What is Active Trading
Active trading refers to buying and selling securities for quick profit based on short-term movements in price.
BREAKING DOWN Active Trading
Active trading seeks profit from price movements in highly liquid markets. For this reason, active traders generally focus on volatile stocks, foreign currency trades, or derivatives. Active trading requires a more speculative outlook than buy-and-hold strategies. This makes technical analysis, with its predictive methods based upon an equity’s price charts, an attractive tool for active traders.
Active traders typically use a high volume of trades to make profits, since the price swings likely to occur over the short term tend to be relatively small.
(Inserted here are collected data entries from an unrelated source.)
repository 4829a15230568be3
use crate::models::FILLER;

const WEIGHTS: [u32; 3] = [7, 3, 1];

/// Numeric value of an MRZ character for check digit purposes.
fn char_value(c: char) -> Option<u32> {
    match c {
        '0'..='9' => c.to_digit(10),
        'A'..='Z' => Some(10 + (c as u32 - 'A' as u32)),
        FILLER => Some(0),
        _ => None,
    }
}

/// ICAO 9303 7-3-1 check digit of `value`, or `None` if it holds a
/// character that has no MRZ value.
pub fn compute_check_digit(value: &str) -> Option<u32> {
    value
        .chars()
        .enumerate()
        .try_fold(0u32, |sum, (i, c)| Some(sum + char_value(c)? * WEIGHTS[i % 3]))
        .map(|sum| sum % 10)
}

/// Whether `check_digit` matches `value`.
///
/// A filler check digit means no check digit was issued, which only holds
/// when the value itself is empty (all fillers).
pub fn is_value_valid(value: &str, check_digit: char) -> bool {
    if check_digit == FILLER {
        return value.chars().all(|c| c == FILLER);
    }
    match (check_digit.to_digit(10), compute_check_digit(value)) {
        (Some(expected), Some(actual)) => expected == actual,
        _ => false,
    }
}
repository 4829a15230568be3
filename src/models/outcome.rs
use thiserror::Error;

/// Steps a single parse attempt moves through.
#[derive(Debug, Clone, Copy, PartialEq, Eq)]
pub enum PipelineStage {
    Idle,
    LinesAssembled,
    FormatDetected,
    FieldsExtracted,
    Corrected,
    Validated,
}

/// Why a frame produced no record. The caller just tries the next frame.
#[derive(Debug, Clone, PartialEq, Error)]
pub enum Rejection {
    #[error("no MRZ lines could be assembled")]
    NoLines,

    #[error("only {glyphs} glyphs detected, {required} required")]
    TooFewGlyphs { glyphs: usize, required: usize },

    #[error("aggregate confidence {confidence:.3} does not exceed {required}")]
    LowConfidence { confidence: f32, required: f32 },

    #[error("lines do not match any MRZ layout")]
    InvalidFormat,

    #[error("field {0} lies outside the MRZ")]
    FieldOutOfRange(String),

    #[error("sex could not be read")]
    UnreadableSex,

    #[error("nationality could not be resolved")]
    UnresolvedNationality,

    #[error("birthdate is malformed")]
    MalformedBirthdate,

    #[error("expiry date is malformed")]
    MalformedExpiryDate,

    #[error("digit found in {0}")]
    DigitInAlphabeticField(&'static str),

    #[error("document number check digit mismatch")]
    DocumentNumberChecksum,
}

impl Rejection {
    /// The last stage the attempt completed before it was rejected.
    pub fn stage(&self) -> PipelineStage {
        match self {
            Rejection::NoLines | Rejection::TooFewGlyphs { .. } | Rejection::LowConfidence { .. } => {
                PipelineStage::Idle
            }
            Rejection::InvalidFormat => PipelineStage::LinesAssembled,
            Rejection::FieldOutOfRange(_) => PipelineStage::FormatDetected,
            Rejection::UnresolvedNationality => PipelineStage::FieldsExtracted,
            Rejection::UnreadableSex
            | Rejection::MalformedBirthdate
            | Rejection::MalformedExpiryDate
            | Rejection::DigitInAlphabeticField(_)
            | Rejection::DocumentNumberChecksum => PipelineStage::Corrected,
        }
    }
}
impl PassportValidator {
    /// Validator using the bundled label set and ICAO country list.
    pub fn new() -> Self {
        PassportValidator {
            labels: GlyphLabels::standard(),
            countries: CountryCodes::icao(),
            config: EngineConfig::default(),
        }
    }

    pub fn with_reference_data(
        labels: GlyphLabels,
        countries: CountryCodes,
        config: EngineConfig,
    ) -> Result<Self, MrzError> {
        config.validate()?;
        Ok(PassportValidator {
            labels,
            countries,
            config,
        })
    }

    /// Load the label table and country list from disk. Failing to read
    /// either is fatal: the engine can't run without them.
    pub fn from_files<P: AsRef<Path>, Q: AsRef<Path>>(
        labels_path: P,
        countries_path: Q,
        config: EngineConfig,
    ) -> Result<Self, MrzError> {
        let labels = GlyphLabels::from_file(labels_path)?;
        let countries = CountryCodes::from_file(countries_path)?;
        Self::with_reference_data(labels, countries, config)
    }

    pub fn config(&self) -> &EngineConfig {
        &self.config
    }

    pub fn labels(&self) -> &GlyphLabels {
        &self.labels
    }

    pub fn countries(&self) -> &CountryCodes {
        &self.countries
    }

    /// Parse one frame's glyph detections. `None` means "try the next frame".
    pub fn parse_from_detections(&self, detections: &[Detection]) -> Option<MrzResult> {
        self.parse_from_detections_at(detections, Local::now().date_naive())
    }

    pub fn parse_from_detections_at(
        &self,
        detections: &[Detection],
        today: NaiveDate,
    ) -> Option<MrzResult> {
        self.scan_detections(detections, today).ok()
    }

    /// Parse already assembled MRZ lines.
    pub fn parse_from_lines<S: AsRef<str>>(&self, lines: &[S]) -> Option<MrzResult> {
        self.parse_from_lines_at(lines, Local::now().date_naive())
    }

    pub fn parse_from_lines_at<S: AsRef<str>>(
        &self,
        lines: &[S],
        today: NaiveDate,
    ) -> Option<MrzResult> {
        self.scan_lines(lines, today).ok()
    }

    /// Parse MRZ text with lines separated by `\n`.
    pub fn parse_from_string(&self, mrz: &str) -> Option<MrzResult> {
        let lines: Vec<&str> = mrz.split('\n').collect();
        self.parse_from_lines(&lines)
    }

    /// Like `parse_from_detections_at`, but reports why a frame was rejected.
    pub fn scan_detections(
        &self,
        detections: &[Detection],
        today: NaiveDate,
    ) -> Result<MrzResult, Rejection> {
        // Step 1: Rebuild text lines from the detections
        let assembler = DetectionAssembler::new(&self.labels, &self.config.assembler);
        let assembly = assembler.assemble(detections).map_err(Self::rejected)?;

        // Step 2: Parse the lines
        self.scan_lines(&assembly.texts(), today)
    }

    /// Like `parse_from_lines_at`, but reports why the lines were rejected.
    pub fn scan_lines<S: AsRef<str>>(
        &self,
        lines: &[S],
        today: NaiveDate,
    ) -> Result<MrzResult, Rejection> {
        Self::advance(PipelineStage::LinesAssembled);

        // Step 1: Detect the document format
        let format = FormatValidator::detect(lines);
        if format == MrzFormat::Invalid {
            return Err(Self::rejected(Rejection::InvalidFormat));
        }
        Self::advance(PipelineStage::FormatDetected);

        // Step 2: Extract and correct every field of the layout
        let formatter = FieldFormatter::new(&self.countries, self.config.ocr_correction, today);
        let fields = formatter.extract(lines, format).map_err(Self::rejected)?;
        Self::advance(PipelineStage::Corrected);

        // Step 3: Cross-check the fields and build the record
        let result = MrzValidator::validate(lines, format, &fields).map_err(Self::rejected)?;
        Self::advance(PipelineStage::Validated);

        info!(
            "Accepted {:?} document {} (all check digits valid: {})",
            result.document_format, result.document_number, result.all_check_digits_valid
        );
        Ok(result)
    }

    fn advance(stage: PipelineStage) {
        debug!("MRZ pipeline reached {:?}", stage);
    }

    fn rejected(rejection: Rejection) -> Rejection {
        debug!("MRZ rejected after {:?}: {}", rejection.stage(), rejection);
        rejection
    }
}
Active traders also make frequent use of limit orders, which allow traders to set specific price levels at which to sell securities. Stop-loss orders, for example, use a lower price point to limit downside on a trade, ensuring a maximum loss if the price moves against the trader. Take-profit orders set an upper limit to the price. This may limit upside in scenarios where prices rise unexpectedly high, but it also allows traders to lock in a certain amount of profit without having to watch price movements closely in order to sell at exactly the right time.
Active Trading Strategies
Active traders have a range of strategies at their disposal depending upon the length of time they wish to hold a security:
Day trading involves buying and selling a security within the same trading day, usually in an attempt to take advantage of a specific event expected to influence the stock’s price. For example, an investor may predict short-term price movements based on a company’s earnings announcement or an announcement of a change in interest rate targets made by a central bank.
Swing trading involves positions held for a period of several days. In these cases, investors expect prices to move sometime between a day and two weeks after they make a trade.
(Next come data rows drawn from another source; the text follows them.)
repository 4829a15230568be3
pub mod checksum;
pub mod format;
pub mod mrz;

pub use format::FormatValidator;
pub use mrz::MrzValidator;
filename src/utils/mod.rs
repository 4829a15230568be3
pub mod error;

pub use error::MrzError;
use std::collections::HashSet;
use std::path::Path;

use lazy_static::lazy_static;
use log::warn;
use regex::Regex;

use crate::utils::MrzError;

/// Label the detection model uses for the box around the whole MRZ band.
pub const SENTINEL_LABEL: &str = "mrz";
/// Label the detection model uses for the `<` filler glyph.
pub const FILLER_LABEL: &str = "sign";
pub const FILLER: char = '<';

lazy_static! {
    static ref COUNTRY_CODE_PATTERN: Regex = Regex::new(r"^[A-Z<]{3}$").unwrap();
}

/// How a class index renders into MRZ text.
#[derive(Debug, Clone, Copy, PartialEq, Eq)]
pub enum Glyph {
    Sentinel,
    Char(char),
}

/// Class index → glyph lookup for the detection model.
#[derive(Debug, Clone)]
pub struct GlyphLabels {
    glyphs: Vec<Option<Glyph>>,
}

impl GlyphLabels {
    /// Label set of the bundled passport model: digits, letters, filler, sentinel.
    pub fn standard() -> Self {
        let glyphs = ('0'..='9')
            .chain('A'..='Z')
            .chain([FILLER])
            .map(|c| Some(Glyph::Char(c)))
            .chain([Some(Glyph::Sentinel)])
            .collect();
        GlyphLabels { glyphs }
    }

    /// Reads one label per line; the line number is the class index.
    pub fn from_file<P: AsRef<Path>>(path: P) -> Result<Self, MrzError> {
        let content = std::fs::read_to_string(&path).map_err(|e| {
            MrzError::ReferenceData(format!(
                "Failed to read label file '{}': {}",
                path.as_ref().display(),
                e
            ))
        })?;
        Self::from_labels(content.lines().map(str::to_string))
    }

    pub fn from_labels<I, S>(labels: I) -> Result<Self, MrzError>
    where
        I: IntoIterator<Item = S>,
        S: AsRef<str>,
    {
        let glyphs: Vec<Option<Glyph>> = labels
            .into_iter()
            .enumerate()
            .map(|(index, label)| {
                let label = label.as_ref().trim();
                let glyph = Self::glyph_for_label(label);
                if glyph.is_none() && !label.is_empty() {
                    warn!("Ignoring label {} at class index {}", label, index);
                }
                glyph
            })
            .collect();

        if !glyphs.contains(&Some(Glyph::Sentinel)) {
            return Err(MrzError::ReferenceData(format!(
                "Label table has no '{}' sentinel class",
                SENTINEL_LABEL
            )));
        }
        if !glyphs.contains(&Some(Glyph::Char(FILLER))) {
            return Err(MrzError::ReferenceData(format!(
                "Label table has no '{}' filler class",
                FILLER_LABEL
            )));
        }

        Ok(GlyphLabels { glyphs })
    }

    fn glyph_for_label(label: &str) -> Option<Glyph> {
        match label {
            SENTINEL_LABEL => Some(Glyph::Sentinel),
            FILLER_LABEL => Some(Glyph::Char(FILLER)),
            _ => {
                let mut chars = label.chars();
                match (chars.next(), chars.next()) {
                    (Some(c), None) if c.is_ascii_uppercase() || c.is_ascii_digit() || c == FILLER => {
                        Some(Glyph::Char(c))
                    }
                    _ => None,
                }
            }
        }
    }

    pub fn glyph(&self, class_index: usize) -> Option<Glyph> {
        self.glyphs.get(class_index).copied().flatten()
    }

    pub fn is_sentinel(&self, class_index: usize) -> bool {
        self.glyph(class_index) == Some(Glyph::Sentinel)
    }

    /// First class index rendering to `c`, if any.
    pub fn class_index_of(&self, c: char) -> Option<usize> {
        self.glyphs.iter().position(|g| *g == Some(Glyph::Char(c)))
    }

    pub fn sentinel_index(&self) -> Option<usize> {
        self.glyphs.iter().position(|g| *g == Some(Glyph::Sentinel))
    }

    pub fn len(&self) -> usize {
        self.glyphs.len()
    }

    pub fn is_empty(&self) -> bool {
        self.glyphs.is_empty()
    }
}

/// Reference list of valid three-letter nationality / issuing state codes.
#[derive(Debug, Clone)]
pub struct CountryCodes {
    codes: Vec<String>,
    index: HashSet<String>,
}

impl CountryCodes {
    /// ISO 3166-1 alpha-3 codes plus the ICAO Doc 9303 specific codes.
    pub fn icao() -> Self {
        let codes: Vec<String> = ICAO_COUNTRY_CODES.iter().map(|c| c.to_string()).collect();
        let index = codes.iter().cloned().collect();
        CountryCodes { codes, index }
    }

    /// Reads one code per line. Malformed lines are skipped.
    pub fn from_file<P: AsRef<Path>>(path: P) -> Result<Self, MrzError> {
        let content = std::fs::read_to_string(&path).map_err(|e| {
            MrzError::ReferenceData(format!(
                "Failed to read country list '{}': {}",
                path.as_ref().display(),
                e
            ))
        })?;
        Self::from_codes(content.lines())
    }

    pub fn from_codes<I, S>(codes: I) -> Result<Self, MrzError>
    where
        I: IntoIterator<Item = S>,
        S: AsRef<str>,
    {
        let mut list = Vec::new();
        let mut index = HashSet::new();
        for code in codes {
            let code = code.as_ref().trim();
            if code.is_empty() {
                continue;
            }
            if !COUNTRY_CODE_PATTERN.is_match(code) {
                warn!("Skipping malformed country code {:?}", code);
                continue;
            }
            if index.insert(code.to_string()) {
                list.push(code.to_string());
            }
        }

        if list.is_empty() {
            return Err(MrzError::ReferenceData(
                "Country list contains no valid codes".to_string(),
            ));
        }

        Ok(CountryCodes { codes: list, index })
    }

    pub fn contains(&self, code: &str) -> bool {
        self.index.contains(code)
    }

    /// Codes in the order they were loaded.
    pub fn iter(&self) -> impl Iterator<Item = &str> {
        self.codes.iter().map(String::as_str)
    }

    pub fn len(&self) -> usize {
        self.codes.len()
    }

    pub fn is_empty(&self) -> bool {
        self.codes.is_empty()
    }
}

#[rustfmt::skip]
const ICAO_COUNTRY_CODES: &[&str] = &[
    "ABW", "AFG", "AGO", "AIA", "ALA", "ALB", "AND", "ARE", "ARG", "ARM", "ASM", "ATA", "ATF", "ATG",
    "AUS", "AUT", "AZE", "BDI", "BEL", "BEN", "BES", "BFA", "BGD", "BGR", "BHR", "BHS", "BIH", "BLM",
    "BLR", "BLZ", "BMU", "BOL", "BRA", "BRB", "BRN", "BTN", "BVT", "BWA", "CAF", "CAN", "CCK", "CHE",
    "CHL", "CHN", "CIV", "CMR", "COD", "COG", "COK", "COL", "COM", "CPV", "CRI", "CUB", "CUW", "CXR",
    "CYM", "CYP", "CZE", "D<<", "DEU", "DJI", "DMA", "DNK", "DOM", "DZA", "ECU", "EGY", "ERI", "ESH",
    "ESP", "EST", "ETH", "EUE", "FIN", "FJI", "FLK", "FRA", "FRO", "FSM", "GAB", "GBD", "GBN", "GBO",
    "GBP", "GBR", "GBS", "GEO", "GGY", "GHA", "GIB", "GIN", "GLP", "GMB", "GNB", "GNQ", "GRC", "GRD",
    "GRL", "GTM", "GUF", "GUM", "GUY", "HKG", "HMD", "HND", "HRV", "HTI", "HUN", "IDN", "IMN", "IND",
    "IOT", "IRL", "IRN", "IRQ", "ISL", "ISR", "ITA", "JAM", "JEY", "JOR", "JPN", "KAZ", "KEN", "KGZ",
    "KHM", "KIR", "KNA", "KOR", "KWT", "LAO", "LBN", "LBR", "LBY", "LCA", "LIE", "LKA", "LSO", "LTU",
    "LUX", "LVA", "MAC", "MAF", "MAR", "MCO", "MDA", "MDG", "MDV", "MEX", "MHL", "MKD", "MLI", "MLT",
    "MMR", "MNE", "MNG", "MNP", "MOZ", "MRT", "MSR", "MTQ", "MUS", "MWI", "MYS", "MYT", "NAM", "NCL",
    "NER", "NFK", "NGA", "NIC", "NIU", "NLD", "NOR", "NPL", "NRU", "NZL", "OMN", "PAK", "PAN", "PCN",
    "PER", "PHL", "PLW", "PNG", "POL", "PRI", "PRK", "PRT", "PRY", "PSE", "PYF", "QAT", "REU", "RKS",
    "ROU", "RUS", "RWA", "SAU", "SDN", "SEN", "SGP", "SGS", "SHN", "SJM", "SLB", "SLE", "SLV", "SMR",
    "SOM", "SPM", "SRB", "SSD", "STP", "SUR", "SVK", "SVN", "SWE", "SWZ", "SXM", "SYC", "SYR", "TCA",
    "TCD", "TGO", "THA", "TJK", "TKL", "TKM", "TLS", "TON", "TTO", "TUN", "TUR", "TUV", "TWN", "TZA",
    "UGA", "UKR", "UMI", "UNA", "UNK", "UNO", "URY", "USA", "UZB", "VAT", "VCT", "VEN", "VGB", "VIR",
    "VNM", "VUT", "WLF", "WSM", "XCC", "XOM", "XPO", "XXA", "XXB", "XXC", "XXX", "YEM", "ZAF", "ZMB",
    "ZWE",
];

#[cfg(test)]
mod tests {
    use super::*;
    use std::io::Write;
    use tempfile::NamedTempFile;

    #[test]
    fn test_standard_labels() {
        let labels = GlyphLabels::standard();
        assert_eq!(labels.len(), 38);
        assert_eq!(labels.glyph(0), Some(Glyph::Char('0')));
        assert_eq!(labels.glyph(10), Some(Glyph::Char('A')));
        assert_eq!(labels.glyph(36), Some(Glyph::Char('<')));
        assert_eq!(labels.sentinel_index(), Some(37));
        assert!(labels.is_sentinel(37));
        assert_eq!(labels.glyph(38), None);
    }

    #[test]
    fn test_labels_without_reserved_classes_are_rejected() {
        assert!(GlyphLabels::from_labels(["A", "B", "sign"]).is_err());
        assert!(GlyphLabels::from_labels(["A", "B", "mrz"]).is_err());
    }

    #[test]
    fn test_labels_from_file() {
        let mut file = NamedTempFile::new().unwrap();
        writeln!(file, "mrz\nsign\nK\n\nlogo\n7").unwrap();

        let labels = GlyphLabels::from_file(file.path()).unwrap();
        assert!(labels.is_sentinel(0));
        assert_eq!(labels.glyph(1), Some(Glyph::Char('<')));
        assert_eq!(labels.glyph(2), Some(Glyph::Char('K')));
        assert_eq!(labels.glyph(3), None);
        assert_eq!(labels.glyph(4), None);
        assert_eq!(labels.class_index_of('7'), Some(5));
    }

    #[test]
    fn test_missing_label_file_is_fatal() {
        let result = GlyphLabels::from_file("/nonexistent/classes.txt");
        assert!(matches!(result, Err(MrzError::ReferenceData(_))));
    }

    #[test]
    fn test_country_codes_skip_malformed_lines() {
        let codes = CountryCodes::from_codes(["USA", "us", "GBR", "", "TOOLONG", "USA", "D<<"]).unwrap();
        assert_eq!(codes.iter().collect::<Vec<_>>(), vec!["USA", "GBR", "D<<"]);
        assert!(codes.contains("GBR"));
        assert!(!codes.contains("us"));
    }

    #[test]
    fn test_empty_country_list_is_fatal() {
        let mut file = NamedTempFile::new().unwrap();
        writeln!(file, "\n\n").unwrap();
        assert!(CountryCodes::from_file(file.path()).is_err());
    }

    #[test]
    fn test_icao_list() {
        let codes = CountryCodes::icao();
        assert!(codes.contains("MEX"));
        assert!(codes.contains("D<<"));
        assert!(codes.contains("UNO"));
        assert!(!codes.contains("UTO"));
        assert_eq!(codes.len(), ICAO_COUNTRY_CODES.len());
    }
}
Scalping uses a high volume of trades to take advantage of small price discrepancies over the very short term. For example, traders might use the significant leverage available from a foreign exchange trading platform to amplify profits from tiny movements in price based upon tick charts and one-minute charts.
Active Trading Compared to Active Investing
While they sound similar, active trading and active investing describe completely different strategies. Active investing refers to activities entered into by investors or fund managers seeking to rearrange portfolios of securities. Active investors constantly seek alpha, which is the difference between a return on an actively managed portfolio compared to an index, benchmark, or similar passive investing strategy. Proponents of passive investing frequently cite the difficulty an active portfolio’s profits can have overcoming the extra expenses incurred by active investors as a reason most inexperienced investors will likely see better returns from index funds and similar products.